Could you give back the listing below exactly, every line included?
━━ SOURCE MATERIAL ━━
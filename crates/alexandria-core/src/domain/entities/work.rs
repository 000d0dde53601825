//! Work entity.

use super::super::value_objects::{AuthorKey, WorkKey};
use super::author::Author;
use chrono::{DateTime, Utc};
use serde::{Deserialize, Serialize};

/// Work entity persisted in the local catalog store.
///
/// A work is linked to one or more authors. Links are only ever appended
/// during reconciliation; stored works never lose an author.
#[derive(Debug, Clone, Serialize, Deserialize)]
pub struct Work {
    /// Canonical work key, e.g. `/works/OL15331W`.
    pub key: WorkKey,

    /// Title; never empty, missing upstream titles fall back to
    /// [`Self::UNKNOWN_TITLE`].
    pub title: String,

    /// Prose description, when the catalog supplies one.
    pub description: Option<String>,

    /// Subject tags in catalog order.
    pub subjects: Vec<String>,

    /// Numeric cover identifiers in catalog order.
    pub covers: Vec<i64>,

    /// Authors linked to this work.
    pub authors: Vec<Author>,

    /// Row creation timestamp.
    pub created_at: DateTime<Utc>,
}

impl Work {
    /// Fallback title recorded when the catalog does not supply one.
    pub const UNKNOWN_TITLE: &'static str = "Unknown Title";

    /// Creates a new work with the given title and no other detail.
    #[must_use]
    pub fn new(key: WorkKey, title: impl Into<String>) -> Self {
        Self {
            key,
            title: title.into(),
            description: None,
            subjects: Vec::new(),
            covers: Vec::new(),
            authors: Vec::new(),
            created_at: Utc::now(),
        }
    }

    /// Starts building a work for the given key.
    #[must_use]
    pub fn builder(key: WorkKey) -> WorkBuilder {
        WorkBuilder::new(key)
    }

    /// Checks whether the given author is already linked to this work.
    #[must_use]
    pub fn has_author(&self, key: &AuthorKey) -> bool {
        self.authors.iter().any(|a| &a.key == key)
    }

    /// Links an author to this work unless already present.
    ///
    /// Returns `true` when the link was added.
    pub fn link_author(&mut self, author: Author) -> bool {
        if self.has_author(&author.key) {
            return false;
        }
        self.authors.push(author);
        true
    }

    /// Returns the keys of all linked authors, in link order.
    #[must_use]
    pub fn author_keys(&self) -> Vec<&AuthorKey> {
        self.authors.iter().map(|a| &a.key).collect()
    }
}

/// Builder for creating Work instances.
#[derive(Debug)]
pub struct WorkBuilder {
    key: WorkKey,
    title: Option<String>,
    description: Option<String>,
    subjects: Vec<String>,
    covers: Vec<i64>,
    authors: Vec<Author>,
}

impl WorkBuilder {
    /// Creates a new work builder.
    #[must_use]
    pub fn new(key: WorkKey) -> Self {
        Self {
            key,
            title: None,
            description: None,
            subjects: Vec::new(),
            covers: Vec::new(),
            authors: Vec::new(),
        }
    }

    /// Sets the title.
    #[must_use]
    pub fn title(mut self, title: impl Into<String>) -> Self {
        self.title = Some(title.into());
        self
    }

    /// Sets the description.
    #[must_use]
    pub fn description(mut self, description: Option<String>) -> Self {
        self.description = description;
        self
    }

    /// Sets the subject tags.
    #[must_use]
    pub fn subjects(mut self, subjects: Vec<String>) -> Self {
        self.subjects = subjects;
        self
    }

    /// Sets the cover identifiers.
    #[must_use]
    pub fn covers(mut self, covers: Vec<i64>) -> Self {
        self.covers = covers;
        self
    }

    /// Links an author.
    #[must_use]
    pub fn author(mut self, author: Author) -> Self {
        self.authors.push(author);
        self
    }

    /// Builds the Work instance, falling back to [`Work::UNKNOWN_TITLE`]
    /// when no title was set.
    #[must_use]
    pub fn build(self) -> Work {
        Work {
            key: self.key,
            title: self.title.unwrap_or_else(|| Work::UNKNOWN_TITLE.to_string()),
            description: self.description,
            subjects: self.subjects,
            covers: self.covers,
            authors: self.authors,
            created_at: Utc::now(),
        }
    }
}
━━━
REPLY —
filename crates/alexandria-core/src/domain/entities/work.rs
repository 000d0dde53601825
//! Work entity.

use super::super::value_objects::{AuthorKey, WorkKey};
use super::author::Author;
use chrono::{DateTime, Utc};
use serde::{Deserialize, Serialize};

/// Work entity persisted in the local catalog store.
///
/// A work is linked to one or more authors. Links are only ever appended
/// during reconciliation; stored works never lose an author.
#[derive(Debug, Clone, Serialize, Deserialize)]
pub struct Work {
    /// Canonical work key, e.g. `/works/OL15331W`.
    pub key: WorkKey,

    /// Title; never empty, missing upstream titles fall back to
    /// [`Self::UNKNOWN_TITLE`].
    pub title: String,

    /// Prose description, when the catalog supplies one.
    pub description: Option<String>,

    /// Subject tags in catalog order.
    pub subjects: Vec<String>,

    /// Numeric cover identifiers in catalog order.
    pub covers: Vec<i64>,

    /// Authors linked to this work.
    pub authors: Vec<Author>,

    /// Row creation timestamp.
    pub created_at: DateTime<Utc>,
}

impl Work {
    /// Fallback title recorded when the catalog does not supply one.
    pub const UNKNOWN_TITLE: &'static str = "Unknown Title";

    /// Creates a new work with the given title and no other detail.
    #[must_use]
    pub fn new(key: WorkKey, title: impl Into<String>) -> Self {
        Self {
            key,
            title: title.into(),
            description: None,
            subjects: Vec::new(),
            covers: Vec::new(),
            authors: Vec::new(),
            created_at: Utc::now(),
        }
    }

    /// Starts building a work for the given key.
    #[must_use]
    pub fn builder(key: WorkKey) -> WorkBuilder {
        WorkBuilder::new(key)
    }

    /// Checks whether the given author is already linked to this work.
    #[must_use]
    pub fn has_author(&self, key: &AuthorKey) -> bool {
        self.authors.iter().any(|a| &a.key == key)
    }

    /// Links an author to this work unless already present.
    ///
    /// Returns `true` when the link was added.
    pub fn link_author(&mut self, author: Author) -> bool {
        if self.has_author(&author.key) {
            return false;
        }
        self.authors.push(author);
        true
    }

    /// Returns the keys of all linked authors, in link order.
    #[must_use]
    pub fn author_keys(&self) -> Vec<&AuthorKey> {
        self.authors.iter().map(|a| &a.key).collect()
    }
}

/// Builder for creating Work instances.
#[derive(Debug)]
pub struct WorkBuilder {
    key: WorkKey,
    title: Option<String>,
    description: Option<String>,
    subjects: Vec<String>,
    covers: Vec<i64>,
    authors: Vec<Author>,
}

impl WorkBuilder {
    /// Creates a new work builder.
    #[must_use]
    pub fn new(key: WorkKey) -> Self {
        Self {
            key,
            title: None,
            description: None,
            subjects: Vec::new(),
            covers: Vec::new(),
            authors: Vec::new(),
        }
    }

    /// Sets the title.
    #[must_use]
    pub fn title(mut self, title: impl Into<String>) -> Self {
        self.title = Some(title.into());
        self
    }

    /// Sets the description.
    #[must_use]
    pub fn description(mut self, description: Option<String>) -> Self {
        self.description = description;
        self
    }

    /// Sets the subject tags.
    #[must_use]
    pub fn subjects(mut self, subjects: Vec<String>) -> Self {
        self.subjects = subjects;
        self
    }

    /// Sets the cover identifiers.
    #[must_use]
    pub fn covers(mut self, covers: Vec<i64>) -> Self {
        self.covers = covers;
        self
    }

    /// Links an author.
    #[must_use]
    pub fn author(mut self, author: Author) -> Self {
        self.authors.push(author);
        self
    }

    /// Builds the Work instance, falling back to [`Work::UNKNOWN_TITLE`]
    /// when no title was set.
    #[must_use]
    pub fn build(self) -> Work {
        Work {
            key: self.key,
            title: self.title.unwrap_or_else(|| Work::UNKNOWN_TITLE.to_string()),
            description: self.description,
            subjects: self.subjects,
            covers: self.covers,
            authors: self.authors,
            created_at: Utc::now(),
        }
    }
}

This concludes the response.